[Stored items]
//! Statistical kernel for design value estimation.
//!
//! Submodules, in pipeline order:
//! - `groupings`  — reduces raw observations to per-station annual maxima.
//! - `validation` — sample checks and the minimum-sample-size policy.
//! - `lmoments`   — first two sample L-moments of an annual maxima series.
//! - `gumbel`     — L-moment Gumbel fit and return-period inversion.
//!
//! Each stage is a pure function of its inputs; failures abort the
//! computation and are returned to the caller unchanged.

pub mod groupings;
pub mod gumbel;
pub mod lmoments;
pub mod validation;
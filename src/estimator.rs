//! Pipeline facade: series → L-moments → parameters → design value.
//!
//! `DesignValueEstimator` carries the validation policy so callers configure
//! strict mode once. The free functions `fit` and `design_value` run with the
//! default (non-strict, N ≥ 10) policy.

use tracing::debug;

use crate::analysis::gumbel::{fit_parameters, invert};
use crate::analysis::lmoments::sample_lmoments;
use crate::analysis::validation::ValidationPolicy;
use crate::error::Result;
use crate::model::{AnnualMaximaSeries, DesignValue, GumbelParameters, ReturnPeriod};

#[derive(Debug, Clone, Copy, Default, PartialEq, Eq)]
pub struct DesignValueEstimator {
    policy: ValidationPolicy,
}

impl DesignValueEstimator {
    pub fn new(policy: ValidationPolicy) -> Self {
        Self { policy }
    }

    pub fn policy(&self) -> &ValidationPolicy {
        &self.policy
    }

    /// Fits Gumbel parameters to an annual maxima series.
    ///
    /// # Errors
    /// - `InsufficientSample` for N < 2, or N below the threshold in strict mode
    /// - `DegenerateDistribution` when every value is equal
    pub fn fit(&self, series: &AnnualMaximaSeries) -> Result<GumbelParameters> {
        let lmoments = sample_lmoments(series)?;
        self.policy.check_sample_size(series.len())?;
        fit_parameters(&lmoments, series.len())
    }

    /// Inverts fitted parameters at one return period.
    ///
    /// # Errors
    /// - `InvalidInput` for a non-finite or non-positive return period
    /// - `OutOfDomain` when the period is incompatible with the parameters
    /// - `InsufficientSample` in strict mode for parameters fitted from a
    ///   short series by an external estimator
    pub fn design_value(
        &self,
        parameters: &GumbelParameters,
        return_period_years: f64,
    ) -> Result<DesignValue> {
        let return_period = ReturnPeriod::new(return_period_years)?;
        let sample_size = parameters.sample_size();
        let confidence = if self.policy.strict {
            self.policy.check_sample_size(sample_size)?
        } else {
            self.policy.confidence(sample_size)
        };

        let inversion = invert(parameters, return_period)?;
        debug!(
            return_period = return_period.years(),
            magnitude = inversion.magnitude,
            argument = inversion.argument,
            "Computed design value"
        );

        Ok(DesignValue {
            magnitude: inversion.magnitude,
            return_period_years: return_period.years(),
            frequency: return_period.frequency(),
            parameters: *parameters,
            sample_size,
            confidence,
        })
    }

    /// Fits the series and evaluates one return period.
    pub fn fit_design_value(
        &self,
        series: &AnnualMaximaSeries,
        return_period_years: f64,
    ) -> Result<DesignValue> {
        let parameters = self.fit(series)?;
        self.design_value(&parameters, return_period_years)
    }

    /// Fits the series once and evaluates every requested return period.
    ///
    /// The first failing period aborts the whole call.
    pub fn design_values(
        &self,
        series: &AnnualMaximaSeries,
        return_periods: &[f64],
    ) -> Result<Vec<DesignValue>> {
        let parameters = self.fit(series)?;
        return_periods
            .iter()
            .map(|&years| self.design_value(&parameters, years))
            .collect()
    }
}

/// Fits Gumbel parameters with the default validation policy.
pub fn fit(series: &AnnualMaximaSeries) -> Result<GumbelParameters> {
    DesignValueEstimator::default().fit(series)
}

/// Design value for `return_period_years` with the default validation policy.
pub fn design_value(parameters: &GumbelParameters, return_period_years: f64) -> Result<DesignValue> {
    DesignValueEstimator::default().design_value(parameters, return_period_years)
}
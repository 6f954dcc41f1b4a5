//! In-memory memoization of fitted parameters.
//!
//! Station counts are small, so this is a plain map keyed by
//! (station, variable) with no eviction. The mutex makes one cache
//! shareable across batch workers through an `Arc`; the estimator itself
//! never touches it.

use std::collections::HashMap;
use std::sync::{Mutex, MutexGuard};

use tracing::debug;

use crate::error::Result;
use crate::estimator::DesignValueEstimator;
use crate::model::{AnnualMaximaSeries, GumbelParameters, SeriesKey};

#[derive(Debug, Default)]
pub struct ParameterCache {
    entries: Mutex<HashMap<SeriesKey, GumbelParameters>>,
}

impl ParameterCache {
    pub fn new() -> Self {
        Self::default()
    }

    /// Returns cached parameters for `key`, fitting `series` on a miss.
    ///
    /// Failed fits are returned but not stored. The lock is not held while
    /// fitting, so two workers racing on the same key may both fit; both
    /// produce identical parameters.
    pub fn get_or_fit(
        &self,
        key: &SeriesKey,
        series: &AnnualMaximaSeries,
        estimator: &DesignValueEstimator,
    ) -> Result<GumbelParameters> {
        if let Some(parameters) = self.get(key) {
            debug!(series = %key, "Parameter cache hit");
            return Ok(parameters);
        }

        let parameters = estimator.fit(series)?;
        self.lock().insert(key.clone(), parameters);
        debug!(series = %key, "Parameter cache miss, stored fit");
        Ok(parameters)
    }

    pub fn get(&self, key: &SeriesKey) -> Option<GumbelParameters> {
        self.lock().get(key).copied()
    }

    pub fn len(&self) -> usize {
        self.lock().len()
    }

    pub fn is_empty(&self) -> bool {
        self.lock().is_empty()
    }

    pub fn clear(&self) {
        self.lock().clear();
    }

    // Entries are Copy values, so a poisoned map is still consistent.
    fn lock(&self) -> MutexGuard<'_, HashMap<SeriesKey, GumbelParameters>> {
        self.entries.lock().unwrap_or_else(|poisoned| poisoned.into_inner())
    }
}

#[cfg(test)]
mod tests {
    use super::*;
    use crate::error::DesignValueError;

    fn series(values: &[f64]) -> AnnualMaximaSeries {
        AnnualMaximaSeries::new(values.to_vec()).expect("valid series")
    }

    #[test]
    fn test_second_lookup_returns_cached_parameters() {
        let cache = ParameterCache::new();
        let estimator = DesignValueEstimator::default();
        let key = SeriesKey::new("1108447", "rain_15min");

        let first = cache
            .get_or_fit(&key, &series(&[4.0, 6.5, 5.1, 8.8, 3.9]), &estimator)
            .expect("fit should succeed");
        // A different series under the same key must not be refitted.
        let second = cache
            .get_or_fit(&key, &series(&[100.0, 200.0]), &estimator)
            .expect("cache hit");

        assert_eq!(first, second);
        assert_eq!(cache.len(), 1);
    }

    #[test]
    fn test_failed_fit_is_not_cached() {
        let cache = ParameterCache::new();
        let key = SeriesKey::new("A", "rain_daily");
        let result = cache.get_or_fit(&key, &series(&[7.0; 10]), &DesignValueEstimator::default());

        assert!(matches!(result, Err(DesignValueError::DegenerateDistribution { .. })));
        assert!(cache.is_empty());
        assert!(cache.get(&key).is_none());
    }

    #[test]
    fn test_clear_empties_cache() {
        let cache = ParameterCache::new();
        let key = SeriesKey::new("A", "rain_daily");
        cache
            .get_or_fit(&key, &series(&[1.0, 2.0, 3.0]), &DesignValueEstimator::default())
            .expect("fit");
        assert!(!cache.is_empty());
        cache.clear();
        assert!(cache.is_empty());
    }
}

* * *

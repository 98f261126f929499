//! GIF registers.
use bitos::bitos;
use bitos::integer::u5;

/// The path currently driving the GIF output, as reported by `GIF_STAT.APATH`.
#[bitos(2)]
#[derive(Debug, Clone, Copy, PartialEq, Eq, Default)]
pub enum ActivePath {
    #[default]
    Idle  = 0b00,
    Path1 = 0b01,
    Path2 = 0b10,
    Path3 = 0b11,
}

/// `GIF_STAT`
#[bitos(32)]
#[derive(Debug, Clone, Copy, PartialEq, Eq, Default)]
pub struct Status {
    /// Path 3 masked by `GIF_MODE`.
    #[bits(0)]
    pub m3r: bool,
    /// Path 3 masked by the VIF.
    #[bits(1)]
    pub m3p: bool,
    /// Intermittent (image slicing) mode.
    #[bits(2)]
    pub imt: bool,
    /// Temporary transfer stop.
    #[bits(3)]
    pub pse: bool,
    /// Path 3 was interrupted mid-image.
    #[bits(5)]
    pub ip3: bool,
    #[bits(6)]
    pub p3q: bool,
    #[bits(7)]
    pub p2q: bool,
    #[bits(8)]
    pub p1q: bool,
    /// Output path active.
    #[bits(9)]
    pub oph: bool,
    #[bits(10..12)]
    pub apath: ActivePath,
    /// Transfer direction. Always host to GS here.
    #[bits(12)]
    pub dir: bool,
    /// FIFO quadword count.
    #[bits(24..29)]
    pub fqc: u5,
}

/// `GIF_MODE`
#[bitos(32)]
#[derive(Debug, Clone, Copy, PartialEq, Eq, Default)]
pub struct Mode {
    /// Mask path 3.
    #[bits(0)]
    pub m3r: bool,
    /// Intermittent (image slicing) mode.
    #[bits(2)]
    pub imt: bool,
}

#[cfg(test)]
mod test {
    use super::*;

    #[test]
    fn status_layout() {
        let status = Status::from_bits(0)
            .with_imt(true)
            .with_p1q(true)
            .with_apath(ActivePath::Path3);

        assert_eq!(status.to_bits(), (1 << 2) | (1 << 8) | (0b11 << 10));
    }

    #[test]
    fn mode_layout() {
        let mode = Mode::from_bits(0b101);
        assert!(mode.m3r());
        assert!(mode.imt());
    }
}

--

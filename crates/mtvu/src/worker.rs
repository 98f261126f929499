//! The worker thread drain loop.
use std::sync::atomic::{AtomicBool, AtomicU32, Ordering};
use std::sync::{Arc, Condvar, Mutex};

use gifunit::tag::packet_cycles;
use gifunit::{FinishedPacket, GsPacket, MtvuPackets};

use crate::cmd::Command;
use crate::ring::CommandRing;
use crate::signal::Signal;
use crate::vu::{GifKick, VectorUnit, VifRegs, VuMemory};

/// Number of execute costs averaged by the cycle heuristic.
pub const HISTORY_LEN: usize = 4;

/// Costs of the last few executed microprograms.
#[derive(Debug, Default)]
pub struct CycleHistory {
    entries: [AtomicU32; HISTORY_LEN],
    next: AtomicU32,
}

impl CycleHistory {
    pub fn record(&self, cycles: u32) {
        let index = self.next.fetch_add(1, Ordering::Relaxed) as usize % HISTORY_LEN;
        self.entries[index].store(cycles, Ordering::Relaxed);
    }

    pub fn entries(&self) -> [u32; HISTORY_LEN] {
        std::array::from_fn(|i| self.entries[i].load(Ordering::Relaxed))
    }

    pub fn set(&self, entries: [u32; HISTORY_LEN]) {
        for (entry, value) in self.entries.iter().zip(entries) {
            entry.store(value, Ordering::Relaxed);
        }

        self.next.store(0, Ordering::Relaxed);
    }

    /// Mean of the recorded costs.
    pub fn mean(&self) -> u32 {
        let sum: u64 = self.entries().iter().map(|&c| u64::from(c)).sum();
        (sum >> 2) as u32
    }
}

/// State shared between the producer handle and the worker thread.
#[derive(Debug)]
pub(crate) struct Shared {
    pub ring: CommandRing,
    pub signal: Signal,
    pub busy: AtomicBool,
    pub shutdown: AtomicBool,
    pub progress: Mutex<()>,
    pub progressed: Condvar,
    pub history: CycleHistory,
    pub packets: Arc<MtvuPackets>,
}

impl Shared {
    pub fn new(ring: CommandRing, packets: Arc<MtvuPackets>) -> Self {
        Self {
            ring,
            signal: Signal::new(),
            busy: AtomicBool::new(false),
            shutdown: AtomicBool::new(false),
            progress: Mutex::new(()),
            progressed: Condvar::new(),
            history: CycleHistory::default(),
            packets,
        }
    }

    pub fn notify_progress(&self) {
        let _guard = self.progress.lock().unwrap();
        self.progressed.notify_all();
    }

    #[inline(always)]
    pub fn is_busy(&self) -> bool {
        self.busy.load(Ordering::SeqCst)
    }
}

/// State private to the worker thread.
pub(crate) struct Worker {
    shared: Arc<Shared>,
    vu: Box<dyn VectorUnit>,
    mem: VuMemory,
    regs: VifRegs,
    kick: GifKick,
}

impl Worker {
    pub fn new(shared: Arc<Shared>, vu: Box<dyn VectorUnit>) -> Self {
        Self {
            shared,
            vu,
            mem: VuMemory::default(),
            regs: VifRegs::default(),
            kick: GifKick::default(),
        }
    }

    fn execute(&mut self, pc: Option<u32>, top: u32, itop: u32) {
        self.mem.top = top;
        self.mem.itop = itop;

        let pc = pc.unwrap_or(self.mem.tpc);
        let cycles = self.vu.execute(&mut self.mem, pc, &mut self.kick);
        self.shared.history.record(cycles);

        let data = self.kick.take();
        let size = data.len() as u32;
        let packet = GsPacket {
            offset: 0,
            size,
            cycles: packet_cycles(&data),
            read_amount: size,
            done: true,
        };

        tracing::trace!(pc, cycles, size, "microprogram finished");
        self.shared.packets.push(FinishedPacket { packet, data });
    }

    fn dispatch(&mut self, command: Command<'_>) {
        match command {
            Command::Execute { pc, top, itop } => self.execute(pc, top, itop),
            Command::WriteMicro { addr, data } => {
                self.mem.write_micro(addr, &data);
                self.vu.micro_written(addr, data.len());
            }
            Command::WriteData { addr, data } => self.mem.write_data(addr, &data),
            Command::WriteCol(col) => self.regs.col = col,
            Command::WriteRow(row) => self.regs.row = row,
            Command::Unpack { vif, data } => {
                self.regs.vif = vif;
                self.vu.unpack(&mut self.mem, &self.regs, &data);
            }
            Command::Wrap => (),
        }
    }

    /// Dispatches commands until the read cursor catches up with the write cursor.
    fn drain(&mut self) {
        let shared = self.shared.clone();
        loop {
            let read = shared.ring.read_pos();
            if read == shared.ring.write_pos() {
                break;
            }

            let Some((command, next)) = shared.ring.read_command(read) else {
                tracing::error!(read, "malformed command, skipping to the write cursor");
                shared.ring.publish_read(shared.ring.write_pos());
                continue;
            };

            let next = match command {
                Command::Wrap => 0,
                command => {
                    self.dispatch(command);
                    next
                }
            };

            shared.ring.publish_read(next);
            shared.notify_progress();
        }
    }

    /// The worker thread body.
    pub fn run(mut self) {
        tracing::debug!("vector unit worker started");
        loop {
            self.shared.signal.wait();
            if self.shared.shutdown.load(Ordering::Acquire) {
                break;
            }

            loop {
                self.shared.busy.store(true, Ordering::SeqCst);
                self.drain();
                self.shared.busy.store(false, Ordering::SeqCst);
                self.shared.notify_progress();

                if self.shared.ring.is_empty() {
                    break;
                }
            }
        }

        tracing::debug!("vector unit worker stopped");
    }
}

• [About this exercise] Which lines of the records above contain the word "DesignValueEstimator"? Show each of them.

• [Task result]
//! `DesignValueEstimator` carries the validation policy so callers configure
pub struct DesignValueEstimator {
impl DesignValueEstimator {
    DesignValueEstimator::default().fit(series)
    DesignValueEstimator::default().design_value(parameters, return_period_years)
use crate::estimator::DesignValueEstimator;
        estimator: &DesignValueEstimator,
        let estimator = DesignValueEstimator::default();
        let result = cache.get_or_fit(&key, &series(&[7.0; 10]), &DesignValueEstimator::default());
            .get_or_fit(&key, &series(&[1.0, 2.0, 3.0]), &DesignValueEstimator::default())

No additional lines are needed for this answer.